There are no RVU's for the 96040 CPT code.  Therefore, Medicare/Medicaid does not pay for this code.  However, there are other major commerical insurances that do pay for the 96040 CPT code.

Pam


----------



## lillianivy (Oct 16, 2013)

*Help!!!*

Well then my question is can we bill genetic counseling as a time based office visit 99211-99215) across the board?  And just use the symptoms or established disease as the dx and make sure the documentation supports, even though the visit is for genetic counseling? Since Medicare/Medicaid does not pay for 96040 or S0265, and some commercial ins. That way we are still getting paid for services rendered.  

Help!!! Just trying to figure out the best way to properly bill for this so our Nurse Practitioners get paid for their time. 

Thanks,
Lydia


----------



## DCarmelaMD (Feb 21, 2016)

*96040 how many time provider can bill*

kindly let me know if the counseling done 90 minutes can the provider billed 96040 cpt code 3 times ?


----------



## Pam Brooks (May 13, 2016)

96040 is a code to be used only for non-physician practitioners.  Since here in NH, APRNs can bill with their own Medicare number, we consider them physicians, and we bill only an E&M code for their providing Genetic Counseling.  The 96040 is pretty much for a genetic counselor (master's level clinician, with no ability for a Medicare provider status).  So you would be correct to bill consistently an E&M (based on counseling time).


----------



## pjw32460 (Nov 12, 2020)

DCarmelaMD said:


> *96040 how many time provider can bill*
> 
> kindly let me know if the counseling done 90 minutes can the provider billed 96040 cpt code 3 times ?

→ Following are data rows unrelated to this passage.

use std::{sync::Arc, time::Duration};

use anyhow::Context;
use http::HeaderValue;
use tokio::signal;
use tower_http::{
    compression::CompressionLayer,
    cors::{Any, CorsLayer},
    request_id::{MakeRequestUuid, PropagateRequestIdLayer, SetRequestIdLayer},
    timeout::TimeoutLayer,
    trace::TraceLayer,
};
use tracing::{error, info};

use pharmacy_api as api;

#[tokio::main]
async fn main() -> Result<(), Box<dyn std::error::Error>> {
    let cfg = api::config::load_config()?;
    api::config::init_tracing(cfg.log_level(), cfg.log_json);

    // Init DB
    let db_pool = api::db::establish_connection_from_app_config(&cfg).await?;
    if cfg.auto_migrate {
        api::db::run_migrations(&db_pool).await.map_err(|e| {
            error!("Failed running migrations: {}", e);
            e
        })?;
    }

    let state = api::AppState::new(Arc::new(db_pool), cfg.clone());

    // Build CORS layer from config
    let configured_origins: Option<Vec<HeaderValue>> = cfg
        .cors_allowed_origins
        .as_ref()
        .map(|raw| {
            raw.split(',')
                .filter_map(|origin| {
                    let trimmed = origin.trim();
                    if trimmed.is_empty() {
                        None
                    } else {
                        HeaderValue::from_str(trimmed).ok()
                    }
                })
                .collect::<Vec<_>>()
        })
        .filter(|origins| !origins.is_empty());

    let cors_layer = if let Some(origins) = configured_origins {
        CorsLayer::new()
            .allow_origin(origins)
            .allow_methods(Any)
            .allow_headers(Any)
            .allow_credentials(cfg.cors_allow_credentials)
    } else if cfg.should_allow_permissive_cors() {
        info!("Using permissive CORS because explicit origins were not configured");
        CorsLayer::permissive()
    } else {
        error!("Missing CORS configuration; set APP__CORS_ALLOWED_ORIGINS or APP__CORS_ALLOW_ANY_ORIGIN=true");
        return Err(
            "Missing CORS configuration: set APP__CORS_ALLOWED_ORIGINS or APP__CORS_ALLOW_ANY_ORIGIN=true"
                .into(),
        );
    };

    let app = api::app_router(state)
        .layer(PropagateRequestIdLayer::x_request_id())
        .layer(TraceLayer::new_for_http())
        .layer(SetRequestIdLayer::x_request_id(MakeRequestUuid))
        .layer(cors_layer)
        .layer(CompressionLayer::new())
        .layer(TimeoutLayer::new(Duration::from_secs(30)));

    let addr = cfg.server_addr();
    let listener = tokio::net::TcpListener::bind(&addr)
        .await
        .with_context(|| format!("failed to bind {addr}"))?;
    info!("pharmacy-api listening on {addr}");

    axum::serve(listener, app)
        .with_graceful_shutdown(shutdown_signal())
        .await?;

    info!("server shut down cleanly");
    Ok(())
}

async fn shutdown_signal() {
    let ctrl_c = async {
        signal::ctrl_c().await.expect("failed to listen for ctrl-c");
    };

    #[cfg(unix)]
    let terminate = async {
        signal::unix::signal(signal::unix::SignalKind::terminate())
            .expect("failed to install SIGTERM handler")
            .recv()
            .await;
    };

    #[cfg(not(unix))]
    let terminate = std::future::pending::<()>();

    tokio::select! {
        _ = ctrl_c => info!("received ctrl-c, shutting down"),
        _ = terminate => info!("received SIGTERM, shutting down"),
    }
}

I, also, will like to know this.  I am now coding for a Genetic Counselor and she is charging 96040 and she documents much more time than 30 minutes


----------



## SharonCollachi (Nov 12, 2020)

The answer is in the definition of the code.

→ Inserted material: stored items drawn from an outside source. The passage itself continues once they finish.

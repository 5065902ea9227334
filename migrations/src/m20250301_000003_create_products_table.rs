use sea_orm_migration::prelude::*;

#[derive(DeriveMigrationName)]
pub struct Migration;

#[async_trait::async_trait]
impl MigrationTrait for Migration {
    async fn up(&self, manager: &SchemaManager) -> Result<(), DbErr> {
        manager
            .create_table(
                Table::create()
                    .table(Products::Table)
                    .if_not_exists()
                    .col(
                        ColumnDef::new(Products::Id)
                            .integer()
                            .not_null()
                            .auto_increment()
                            .primary_key(),
                    )
                    .col(ColumnDef::new(Products::Name).string_len(255).not_null())
                    .col(ColumnDef::new(Products::Description).text())
                    .col(
                        ColumnDef::new(Products::Sku)
                            .string_len(100)
                            .not_null()
                            .unique_key(),
                    )
                    .col(
                        ColumnDef::new(Products::Price)
                            .decimal_len(12, 2)
                            .not_null(),
                    )
                    .col(ColumnDef::new(Products::BrandId).integer())
                    .col(
                        ColumnDef::new(Products::RequiresPrescription)
                            .boolean()
                            .not_null()
                            .default(false),
                    )
                    .col(
                        ColumnDef::new(Products::StockQuantity)
                            .integer()
                            .not_null()
                            .default(0),
                    )
                    .col(
                        ColumnDef::new(Products::IsActive)
                            .boolean()
                            .not_null()
                            .default(true),
                    )
                    .col(
                        ColumnDef::new(Products::CreatedAt)
                            .timestamp_with_time_zone()
                            .not_null(),
                    )
                    .col(
                        ColumnDef::new(Products::UpdatedAt)
                            .timestamp_with_time_zone()
                            .not_null(),
                    )
                    .foreign_key(
                        ForeignKey::create()
                            .name("fk_products_brand")
                            .from(Products::Table, Products::BrandId)
                            .to(Brands::Table, Brands::Id)
                            .on_delete(ForeignKeyAction::SetNull),
                    )
                    .to_owned(),
            )
            .await?;

        manager
            .create_index(
                Index::create()
                    .if_not_exists()
                    .name("idx_products_brand_id")
                    .table(Products::Table)
                    .col(Products::BrandId)
                    .to_owned(),
            )
            .await?;

        manager
            .create_index(
                Index::create()
                    .if_not_exists()
                    .name("idx_products_sku")
                    .table(Products::Table)
                    .col(Products::Sku)
                    .to_owned(),
            )
            .await?;

        Ok(())
    }

    async fn down(&self, manager: &SchemaManager) -> Result<(), DbErr> {
        manager
            .drop_table(Table::drop().table(Products::Table).to_owned())
            .await
    }
}

#[derive(Iden)]
enum Products {
    Table,
    Id,
    Name,
    Description,
    Sku,
    Price,
    BrandId,
    RequiresPrescription,
    StockQuantity,
    IsActive,
    CreatedAt,
    UpdatedAt,
}

#[derive(Iden)]
enum Brands {
    Table,
    Id,
}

96040 - Medical genetics and genetic counseling services, each 30 minutes face-to-face with patient/family.

"Each 30 minutes" means you bill in 30 minute increments.

The introduction to that section states, "Code 96040 is reported for each 30-minute increment of face-to-face time. Do not report 96040 for 15 minutes or less of face-to-face time. Report 96040 once for 16 to 30 minutes.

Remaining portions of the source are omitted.